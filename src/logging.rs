//! Subscriber setup for the binary.

use tracing_subscriber::{EnvFilter, layer::SubscriberExt, util::SubscriberInitExt};

/// Install a compact stderr subscriber.
///
/// `RUST_LOG` wins when set; otherwise `datestamp=info`, or `datestamp=debug`
/// with `verbose`. Calling it twice is harmless (the second install is ignored).
pub fn init(verbose: bool) {
    let fallback = if verbose { "datestamp=debug" } else { "datestamp=info" };
    let filter = EnvFilter::try_from_default_env().unwrap_or_else(|_| EnvFilter::new(fallback));

    let _ = tracing_subscriber::registry()
        .with(filter)
        .with(
            tracing_subscriber::fmt::layer()
                .with_writer(std::io::stderr)
                .with_target(false)
                .with_thread_ids(false)
                .with_file(false)
                .with_line_number(false)
                .compact(),
        )
        .try_init();
}
//! CSV batch processing.
//!
//! Reads a CSV with every cell treated as text, evaluates one column per row,
//! and writes the input columns followed by the six [`EvaluationRecord`]
//! columns. Rows are handled in fixed-size chunks: the header is written once,
//! then each chunk is appended and flushed, so progress is visible on large
//! files and a failure part-way leaves the completed chunks on disk.

use crate::error::{DatestampError, Result};
use crate::{Context, EvaluationRecord, Settings, extract_with};
use csv::{ReaderBuilder, StringRecord, WriterBuilder};
use std::fs::File;
use std::io::{Read, Write};
use std::path::{Path, PathBuf};

/// Suffix appended to the input's stem to name the output file.
pub const OUTPUT_SUFFIX: &str = "_DateExtractionResults.csv";

/// Outcome of a table run.
#[derive(Debug, Clone, Default, PartialEq, Eq)]
pub struct TableSummary {
    /// Data rows processed (header excluded).
    pub rows: usize,
    /// Chunks written.
    pub chunks: usize,
    /// Rows whose consensus date is non-empty.
    pub dated_rows: usize,
    /// Output file, when processing a file on disk.
    pub output: Option<PathBuf>,
}

/// `<dir>/<stem>_DateExtractionResults.csv` for `input`.
pub fn output_path_for(input: &Path) -> PathBuf {
    let stem = input.file_stem().map(|s| s.to_string_lossy().into_owned()).unwrap_or_default();
    input.with_file_name(format!("{stem}{OUTPUT_SUFFIX}"))
}

/// Process the CSV at `input`, writing results next to it.
pub fn process_file(input: &Path, settings: &Settings, context: &Context) -> Result<TableSummary> {
    if !input.is_file() {
        return Err(DatestampError::MissingInputFile { path: input.to_path_buf() });
    }
    settings.validate()?;

    let output = output_path_for(input);
    let reader = File::open(input)?;
    let writer = File::create(&output)?;
    tracing::info!(input = %input.display(), output = %output.display(), "processing table");

    let mut summary = process_reader(reader, writer, settings, context)?;
    summary.output = Some(output);
    Ok(summary)
}

/// Process CSV from `reader` into `writer`.
pub fn process_reader<R: Read, W: Write>(
    reader: R,
    writer: W,
    settings: &Settings,
    context: &Context,
) -> Result<TableSummary> {
    let chunk_size = settings.table.chunk_size.max(1);
    let mut rdr = ReaderBuilder::new().flexible(true).from_reader(reader);
    let headers = rdr.headers()?.clone();
    let text_index = text_column_index(&headers, settings.table.text_column.as_deref())?;
    tracing::debug!(column = &headers[text_index], "text column");

    let mut wtr = WriterBuilder::new().from_writer(writer);
    let mut header_row: Vec<&str> = headers.iter().collect();
    header_row.extend(EvaluationRecord::COLUMNS);
    wtr.write_record(&header_row)?;
    wtr.flush()?;

    let mut summary = TableSummary::default();
    let mut chunk: Vec<StringRecord> = Vec::with_capacity(chunk_size);
    for record in rdr.records() {
        chunk.push(record?);
        if chunk.len() == chunk_size {
            write_chunk(&mut wtr, &chunk, headers.len(), text_index, settings, context, &mut summary)?;
            chunk.clear();
        }
    }
    if !chunk.is_empty() {
        write_chunk(&mut wtr, &chunk, headers.len(), text_index, settings, context, &mut summary)?;
    }

    tracing::info!(rows = summary.rows, chunks = summary.chunks, dated = summary.dated_rows, "all done");
    Ok(summary)
}

fn text_column_index(headers: &StringRecord, name: Option<&str>) -> Result<usize> {
    if headers.is_empty() {
        return Err(DatestampError::EmptyHeader);
    }
    match name {
        Some(name) => headers
            .iter()
            .position(|h| h == name)
            .ok_or_else(|| DatestampError::MissingTextColumn { name: name.to_string() }),
        None => Ok(headers.len() - 1),
    }
}

fn write_chunk<W: Write>(
    wtr: &mut csv::Writer<W>,
    chunk: &[StringRecord],
    width: usize,
    text_index: usize,
    settings: &Settings,
    context: &Context,
    summary: &mut TableSummary,
) -> Result<()> {
    for row in chunk {
        let text = row.get(text_index).unwrap_or("");
        let record = extract_with(text, context, &settings.extraction);
        if !record.consensus.is_empty() {
            summary.dated_rows += 1;
        }

        // Short rows are padded and long rows cut so the output stays rectangular.
        let mut out: Vec<&str> = (0..width).map(|i| row.get(i).unwrap_or("")).collect();
        out.extend(record.fields());
        wtr.write_record(&out)?;
    }
    wtr.flush()?;

    summary.rows += chunk.len();
    summary.chunks += 1;
    tracing::info!(chunk = summary.chunks, rows = chunk.len(), total = summary.rows, "wrote chunk");
    Ok(())
}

----

▸ **What you have to do**
The word "layer": say how many lines of the records hold it, and give nothing but the number.

▸ **Response to this exercise**
2